Wednesday, September 30, 2015

Thinking With Computers Is Handy Too


Yesterday John Bland sent me jpgs of the original designs he drew on Sketchup for the dry stone solar alignment project he devised and staged for Amherst Island dry stone festival last weekend. 

Sketchup is a free application that uses advanced computing features to enable the user to create, visualize and move objects in 3 dimensions. Its accuracy provides a way of positioning in a virtual way, imaginary objects in real space but more impressively, by calculating the shadows the objects make, the program shows what the objects will look like in time too. 

Prior to the actual festival weekend John went to the island and located the points with GPS co-ordinates from his Sketchup calculations. He set up batter boards and string lines and so give the festival wallers the guides needed to build an arrangement of dry stone structures (with seats and walls) that would not only have an opening for the sun to shine through, but predict where the sun's beam would hit at a certain prescribed time.

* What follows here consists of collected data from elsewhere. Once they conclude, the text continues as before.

use crate::errors::StoreError;
use crate::models::{
    AnalyticsResponse, AppData, AttendanceStatus, AttendanceTable, DailyPresentPoint,
    DashboardResponse, LogRow, Member, MemberStats, MemberWideStat, StatusTotals, TrendPoint,
    WeeklyPresentPoint,
};
use chrono::{Duration, NaiveDate, Utc};

const TOP_MEMBER_COUNT: usize = 5;

/// Longest range `daily_present_counts` will expand, in days.
pub const MAX_RANGE_DAYS: i64 = 366;

pub fn present_on(attendance: &AttendanceTable, date: NaiveDate) -> usize {
    attendance
        .get(&date)
        .map(|records| {
            records
                .values()
                .filter(|record| record.status == AttendanceStatus::Present)
                .count()
        })
        .unwrap_or(0)
}

/// Present counts for each date in `from..=to`, calendar order. Ranges
/// longer than `MAX_RANGE_DAYS` are rejected.
pub fn daily_present_counts(
    attendance: &AttendanceTable,
    from: NaiveDate,
    to: NaiveDate,
) -> Result<Vec<DailyPresentPoint>, StoreError> {
    if from > to {
        return Err(StoreError::InvalidDateRange { from, to });
    }
    let days = to.signed_duration_since(from).num_days() + 1;
    if days > MAX_RANGE_DAYS {
        return Err(StoreError::DateRangeTooLong {
            from,
            to,
            max_days: MAX_RANGE_DAYS,
        });
    }
    Ok(present_series(attendance, from, days as usize))
}

/// The `days` dates ending at `today`.
pub fn last_days(attendance: &AttendanceTable, today: NaiveDate, days: usize) -> Vec<DailyPresentPoint> {
    let start = today - Duration::days(days.saturating_sub(1) as i64);
    present_series(attendance, start, days)
}

fn present_series(attendance: &AttendanceTable, start: NaiveDate, days: usize) -> Vec<DailyPresentPoint> {
    start
        .iter_days()
        .take(days)
        .map(|date| DailyPresentPoint {
            date,
            present_count: present_on(attendance, date),
        })
        .collect()
}

/// Classifies each window date for one member. No record counts as Absent,
/// so the three counts always add up to the window length.
pub fn member_stats(attendance: &AttendanceTable, member_id: &str, window: &[NaiveDate]) -> MemberStats {
    let mut stats = MemberStats {
        present: 0,
        absent: 0,
        leave: 0,
        pct: 0.0,
    };

    for date in window {
        match status_on(attendance, *date, member_id) {
            Some(AttendanceStatus::Present) => stats.present += 1,
            Some(AttendanceStatus::Leave) => stats.leave += 1,
            Some(AttendanceStatus::Absent) | None => stats.absent += 1,
        }
    }

    let counted = (stats.present + stats.absent + stats.leave).max(1);
    stats.pct = round_one_decimal(stats.present as f64 / counted as f64 * 100.0);
    stats
}

pub fn member_trend(attendance: &AttendanceTable, member_id: &str, window: &[NaiveDate]) -> Vec<TrendPoint> {
    window
        .iter()
        .map(|date| TrendPoint {
            date: *date,
            value: match status_on(attendance, *date, member_id) {
                Some(AttendanceStatus::Present) => 1.0,
                Some(AttendanceStatus::Leave) => 0.5,
                Some(AttendanceStatus::Absent) | None => 0.0,
            },
        })
        .collect()
}

/// Per-member attendance over every date that has a record for that member.
/// Unlike `member_stats`, days without a record are left out of `total`.
/// Sorted by `pct`, highest first; ties keep roster order.
pub fn member_wide_stats(members: &[Member], attendance: &AttendanceTable) -> Vec<MemberWideStat> {
    let mut stats: Vec<MemberWideStat> = members
        .iter()
        .map(|member| {
            let mut present = 0;
            let mut total = 0;
            for record in attendance.values().filter_map(|day| day.get(&member.id)) {
                total += 1;
                if record.status == AttendanceStatus::Present {
                    present += 1;
                }
            }
            let pct = if total == 0 {
                0
            } else {
                (present as f64 / total as f64 * 100.0).round() as u32
            };
            MemberWideStat {
                member_id: member.id.clone(),
                name: member.name.clone(),
                pct,
                present,
                total,
            }
        })
        .collect();

    stats.sort_by(|a, b| b.pct.cmp(&a.pct));
    stats
}

/// Present totals over `weeks` rolling 7-day windows ending at `today`,
/// oldest window first.
pub fn weekly_present_totals(attendance: &AttendanceTable, today: NaiveDate, weeks: usize) -> Vec<WeeklyPresentPoint> {
    let mut points: Vec<WeeklyPresentPoint> = (0..weeks)
        .map(|offset| {
            let end = today - Duration::weeks(offset as i64);
            let start = end - Duration::days(6);
            let present = start
                .iter_days()
                .take(7)
                .map(|date| present_on(attendance, date))
                .sum();
            WeeklyPresentPoint {
                label: format!("{}-{}", start.format("%m-%d"), end.format("%m-%d")),
                start_date: start,
                end_date: end,
                present,
            }
        })
        .collect();

    points.reverse();
    points
}

pub fn status_totals(rows: &[LogRow]) -> StatusTotals {
    rows.iter().fold(StatusTotals::default(), |mut totals, row| {
        match row.status {
            AttendanceStatus::Present => totals.present += 1,
            AttendanceStatus::Absent => totals.absent += 1,
            AttendanceStatus::Leave => totals.leave += 1,
        }
        totals
    })
}

pub fn build_dashboard(data: &AppData) -> DashboardResponse {
    build_dashboard_at(Utc::now().date_naive(), data)
}

pub fn build_dashboard_at(today: NaiveDate, data: &AppData) -> DashboardResponse {
    let active_members = data.members.iter().filter(|member| member.is_active()).count();
    DashboardResponse {
        today,
        active_members,
        pending_members: data.members.len() - active_members,
        present_today: present_on(&data.attendance, today),
        last_7_days: last_days(&data.attendance, today, 7),
    }
}

pub fn build_analytics(data: &AppData) -> AnalyticsResponse {
    build_analytics_at(Utc::now().date_naive(), data)
}

pub fn build_analytics_at(today: NaiveDate, data: &AppData) -> AnalyticsResponse {
    let member_stats = member_wide_stats(&data.members, &data.attendance);
    let top_members = member_stats.iter().take(TOP_MEMBER_COUNT).cloned().collect();

    AnalyticsResponse {
        last_14_days: last_days(&data.attendance, today, 14),
        weekly: weekly_present_totals(&data.attendance, today, 4),
        member_stats,
        top_members,
    }
}

fn status_on(attendance: &AttendanceTable, date: NaiveDate, member_id: &str) -> Option<AttendanceStatus> {
    attendance
        .get(&date)
        .and_then(|records| records.get(member_id))
        .map(|record| record.status)
}

fn round_one_decimal(value: f64) -> f64 {
    (value * 10.0).round() / 10.0
}

#[cfg(test)]
mod tests {
    use super::*;
    use crate::models::AttendanceRecord;
    use crate::store::sample_members;
    use chrono::TimeZone;

    fn day(d: u32) -> NaiveDate {
        NaiveDate::from_ymd_opt(2026, 1, d).unwrap()
    }

    fn mark(attendance: &mut AttendanceTable, date: NaiveDate, member_id: &str, status: AttendanceStatus) {
        attendance.entry(date).or_default().insert(
            member_id.to_string(),
            AttendanceRecord {
                status,
                marked_by: "u-admin".to_string(),
                marked_at: Utc.with_ymd_and_hms(2026, 1, 1, 9, 0, 0).unwrap(),
            },
        );
    }

    #[test]
    fn empty_week_yields_seven_zero_days_in_order() {
        let attendance = AttendanceTable::new();
        let points = daily_present_counts(&attendance, day(1), day(7)).unwrap();
        assert_eq!(points.len(), 7);
        assert!(points.iter().all(|point| point.present_count == 0));
        let dates: Vec<_> = points.iter().map(|point| point.date).collect();
        assert_eq!(dates, (1..=7).map(day).collect::<Vec<_>>());
    }

    #[test]
    fn daily_counts_only_count_present() {
        let mut attendance = AttendanceTable::new();
        mark(&mut attendance, day(2), "M-001", AttendanceStatus::Present);
        mark(&mut attendance, day(2), "M-002", AttendanceStatus::Leave);
        mark(&mut attendance, day(2), "M-003", AttendanceStatus::Present);
        mark(&mut attendance, day(3), "M-001", AttendanceStatus::Absent);

        let points = daily_present_counts(&attendance, day(2), day(3)).unwrap();
        assert_eq!(points[0].present_count, 2);
        assert_eq!(points[1].present_count, 0);

        let single = daily_present_counts(&attendance, day(2), day(2)).unwrap();
        assert_eq!(single.len(), 1);
    }

    #[test]
    fn inverted_range_is_rejected() {
        let err = daily_present_counts(&AttendanceTable::new(), day(5), day(1)).unwrap_err();
        assert_eq!(err, StoreError::InvalidDateRange { from: day(5), to: day(1) });
    }

    #[test]
    fn range_length_is_capped() {
        let attendance = AttendanceTable::new();
        let from = NaiveDate::from_ymd_opt(2024, 1, 1).unwrap();

        let leap_year = daily_present_counts(&attendance, from, NaiveDate::from_ymd_opt(2024, 12, 31).unwrap()).unwrap();
        assert_eq!(leap_year.len() as i64, MAX_RANGE_DAYS);

        let err = daily_present_counts(&attendance, from, NaiveDate::from_ymd_opt(2025, 1, 1).unwrap()).unwrap_err();
        assert!(matches!(err, StoreError::DateRangeTooLong { max_days: MAX_RANGE_DAYS, .. }));

        let err = daily_present_counts(&attendance, NaiveDate::MIN, NaiveDate::MAX).unwrap_err();
        assert!(matches!(err, StoreError::DateRangeTooLong { .. }));
    }

    #[test]
    fn range_at_calendar_edges() {
        let attendance = AttendanceTable::new();
        let first = daily_present_counts(&attendance, NaiveDate::MIN, NaiveDate::MIN).unwrap();
        assert_eq!(first.len(), 1);
        let last = daily_present_counts(&attendance, NaiveDate::MAX, NaiveDate::MAX).unwrap();
        assert_eq!(last[0].date, NaiveDate::MAX);
    }

    #[test]
    fn member_stats_treat_missing_as_absent() {
        let mut attendance = AttendanceTable::new();
        mark(&mut attendance, day(1), "M-001", AttendanceStatus::Present);
        mark(&mut attendance, day(2), "M-001", AttendanceStatus::Leave);
        mark(&mut attendance, day(3), "M-002", AttendanceStatus::Present);

        let window = [day(1), day(2), day(3)];
        let stats = member_stats(&attendance, "M-001", &window);
        assert_eq!(stats.present, 1);
        assert_eq!(stats.leave, 1);
        assert_eq!(stats.absent, 1);
        assert_eq!(stats.present + stats.absent + stats.leave, window.len());
        assert_eq!(stats.pct, 33.3);

        let trend = member_trend(&attendance, "M-001", &window);
        let values: Vec<_> = trend.iter().map(|point| point.value).collect();
        assert_eq!(values, vec![1.0, 0.5, 0.0]);
    }

    #[test]
    fn member_stats_on_empty_window() {
        let stats = member_stats(&AttendanceTable::new(), "M-001", &[]);
        assert_eq!(stats.present + stats.absent + stats.leave, 0);
        assert_eq!(stats.pct, 0.0);
    }

    #[test]
    fn member_wide_stats_ignore_unrecorded_days() {
        let members = sample_members();
        let mut attendance = AttendanceTable::new();
        mark(&mut attendance, day(1), "M-001", AttendanceStatus::Present);
        mark(&mut attendance, day(2), "M-001", AttendanceStatus::Absent);
        mark(&mut attendance, day(3), "M-001", AttendanceStatus::Present);
        mark(&mut attendance, day(1), "M-002", AttendanceStatus::Present);
        mark(&mut attendance, day(9), "M-999", AttendanceStatus::Present);

        let stats = member_wide_stats(&members, &attendance);
        assert_eq!(stats.len(), 3);

        assert_eq!(stats[0].member_id, "M-002");
        assert_eq!((stats[0].pct, stats[0].present, stats[0].total), (100, 1, 1));
        assert_eq!(stats[1].member_id, "M-001");
        assert_eq!((stats[1].pct, stats[1].present, stats[1].total), (67, 2, 3));

        let rohit = &stats[2];
        assert_eq!(rohit.member_id, "M-003");
        assert_eq!((rohit.pct, rohit.present, rohit.total), (0, 0, 0));
    }

    #[test]
    fn weekly_totals_are_rolling_windows_oldest_first() {
        let mut attendance = AttendanceTable::new();
        let today = day(28);
        mark(&mut attendance, today, "M-001", AttendanceStatus::Present);
        mark(&mut attendance, day(22), "M-002", AttendanceStatus::Present);
        mark(&mut attendance, day(21), "M-001", AttendanceStatus::Present);
        mark(&mut attendance, day(1), "M-001", AttendanceStatus::Present);

        let weeks = weekly_present_totals(&attendance, today, 4);
        assert_eq!(weeks.len(), 4);
        let current = &weeks[3];
        assert_eq!(current.start_date, day(22));
        assert_eq!(current.end_date, today);
        assert_eq!(current.label, "01-22-01-28");
        assert_eq!(current.present, 2);
        assert_eq!(weeks[2].present, 1);
        assert_eq!(weeks[0].start_date, day(1));
        assert_eq!(weeks[0].present, 1);
    }

    #[test]
    fn dashboard_counts_today_and_roster() {
        let mut data = AppData {
            members: sample_members(),
            ..AppData::default()
        };
        let today = day(10);
        mark(&mut data.attendance, today, "M-001", AttendanceStatus::Present);
        mark(&mut data.attendance, day(8), "M-002", AttendanceStatus::Present);

        let dashboard = build_dashboard_at(today, &data);
        assert_eq!(dashboard.active_members, 2);
        assert_eq!(dashboard.pending_members, 1);
        assert_eq!(dashboard.present_today, 1);
        assert_eq!(dashboard.last_7_days.len(), 7);
        assert_eq!(dashboard.last_7_days[6].date, today);
        assert_eq!(dashboard.last_7_days[4].present_count, 1);
    }

    #[test]
    fn analytics_series_lengths() {
        let data = AppData {
            members: sample_members(),
            ..AppData::default()
        };
        let analytics = build_analytics_at(day(20), &data);
        assert_eq!(analytics.last_14_days.len(), 14);
        assert_eq!(analytics.weekly.len(), 4);
        assert_eq!(analytics.member_stats.len(), 3);
        assert_eq!(analytics.top_members.len(), 3);
    }
}
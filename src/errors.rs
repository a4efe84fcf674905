use axum::http::StatusCode;
use chrono::NaiveDate;
use thiserror::Error;

/// Failures of store operations that the browser version silently ignored.
#[derive(Debug, Error, PartialEq, Eq)]
pub enum StoreError {
    #[error("member {0} not found")]
    MemberNotFound(String),
    #[error("invalid attendance status '{0}', expected Present, Absent or Leave")]
    InvalidStatus(String),
    #[error("invalid date '{0}', expected YYYY-MM-DD")]
    InvalidDate(String),
    #[error("date range starts at {from} after it ends at {to}")]
    InvalidDateRange { from: NaiveDate, to: NaiveDate },
    #[error("date range {from} to {to} is longer than {max_days} days")]
    DateRangeTooLong { from: NaiveDate, to: NaiveDate, max_days: i64 },
}

#[derive(Debug)]
pub struct AppError {
    pub status: StatusCode,
    pub message: String,
}

impl AppError {
    pub fn bad_request(message: impl Into<String>) -> Self {
        Self {
            status: StatusCode::BAD_REQUEST,
            message: message.into(),
        }
    }

    pub fn not_found(message: impl Into<String>) -> Self {
        Self {
            status: StatusCode::NOT_FOUND,
            message: message.into(),
        }
    }

    pub fn unauthorized(message: impl Into<String>) -> Self {
        Self {
            status: StatusCode::UNAUTHORIZED,
            message: message.into(),
        }
    }

    pub fn internal(err: impl std::error::Error) -> Self {
        Self {
            status: StatusCode::INTERNAL_SERVER_ERROR,
            message: err.to_string(),
        }
    }
}

impl From<StoreError> for AppError {
    fn from(err: StoreError) -> Self {
        match err {
            StoreError::MemberNotFound(_) => Self::not_found(err.to_string()),
            _ => Self::bad_request(err.to_string()),
        }
    }
}

impl axum::response::IntoResponse for AppError {
    fn into_response(self) -> axum::response::Response {
        (self.status, self.message).into_response()
    }
}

Then during the festival, the structure was carefully erected, stone upon stone, in great anticipation that the sun would align with everything at 6:30 on the last day of the festival, just as the program predicted it would. 


At the precise moment this photo was taken on Sunday, the evening the clouds parted, the sun came out and a circle of light appeared on the target wall (where you see it in the photo to the left of John's shoulder and to the right of the carved stone ). 


Yesterday, when he got home, John punched 6:34 ( the time that photo was taken) into his Skecthup calculations. 
The program spit out a drawing of where the beam of light would have to be focused for that exact moment on Sunday. 

Voila ! The structure had been built and aligned perfectly with the predicted movement of the sun !

John was so excited t see how everything had worked so well and texted me right away to say he was 'freaking out'. 

We agreed that this success opens up the possibility for other new designs incorporating modern computer capabilities with ancient dry stone techniques. It presents more opportunities to explore (at future festivals and demonstrations) the exciting relationship between time and space and structures made with stone.